At took a bit of time to settle things down all over the place, so I can continue with the things I used to work with. Now huge post about things happened :)
First, recent development things. Altough a bit confused, but still.
Last several days I worked on morphological analysis and mainly on automatic grammatics extraction from texts and text generation based on them. I did not care much about performance, multithreading and the like, but instead concentrated on the idea. So I selected Lisp for prototyping, to date I do not know whether it will have more serious usage.
So, task of grammatics extraction is rather trivial when you have a database of morphological data. Namely I wanted to parse a sentence and get a knowledge about all words and their morphological forms, for example for nouns it could be at least cases and number and so on. Having a huge database for all possible word forms and all words in russian language (I selected it since I know it well and it has a quite reach morphological structure, but technique is applicable to any language of course) is not a feasible task.
So I developed a lemmer/stemmer, which has a limited database (I use about 10k words), obtained by aot.ru output parsing, although originally I wanted to DoS wikipedia with my requests. Getting that there are no on-line dictionaries (for russian at least) with tagged morphological data and structured output, I had to write regexp parsers to get that information from HTML pages. Wikipedia has noticebly worse and noisy output compared to aot.ru though.
To select unique words I downloaded one rather big text (Pelevin’s “Generation P”) and used Levenstein-Damerau distance to select words, which are rather far from each other (I used 0.25 normalized distance as a threshold, i.e. words are considered different in this metric, when roughly more than 1/4 of the letters are different). Then I received morphological data from aot.ru and stored it into local structures.

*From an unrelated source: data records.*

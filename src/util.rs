//! Small utility helpers used across modules.

/// Log-safe truncation for user input and large strings.
/// Cuts on a char boundary so multi-byte input never panics.
pub fn trunc_for_log(s: &str, max: usize) -> String {
  match s.char_indices().nth(max) {
    None => s.to_string(),
    Some((cut, _)) => format!("{}… ({} bytes total)", &s[..cut], s.len()),
  }
}

/// Render seconds as `m:ss` for the drill clock.
pub fn format_clock(secs: u32) -> String {
  format!("{}:{:02}", secs / 60, secs % 60)
}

My lemmer allows not only to obtain information about words it has stored in the database, but also guess it for the words, which it does not know about based on matched word endings.
Grammatics generation becomes rather trivial – iterate over all words in the sentence and write realted morphological information without word form itself.
Second part – sentence generation, is rather simple, when morphological data is well structured. Namely I use derived grammatics and select random words which have to match morphological data for grammatics. So it looks like a grammatically valid sentence, but it contains nonsence of course, since words are not related to each other and do not follow some ‘meaning’ of the phrase. Also, there is no information for prepositions, which concatenate different forms, and some of them (in russian at least) can not be used with some forms and vice versa.
Another problematic part is multiple meaning of some words. It is even possible that the same word will not only have multiple noun cases with the same wordform, but simultaneously will be a verb in some form. And I did not yet develop a sentence analyzer, which will drop grammatics which do not match russian sentence rules, like must-have verb and/or noun forms presentd in the sentence and so on.
Below is several examples of how it works (in russian). First sentence is origianal text.
(какая-нибудь простая грамматика с текстом .)
(сдайся эротическая девушка меж мотоциклом .)
(жмурься рыжеволосая межа вне логиком .)
(вдумайся техническая папироса от борисовичем .)
(ответь тренажерная сидоровна изо симптомом .)
(просыпайся непосредственная харольдовна безо фактом .)
(тревожь забытая судьба между бомжом .)
It is possible to generate grammatics by hand and select words around some meaning, but such manual interference is not what I want. Next step is sentence processing rules described above. It is rather simple task, but it is a must-have feature for text generation.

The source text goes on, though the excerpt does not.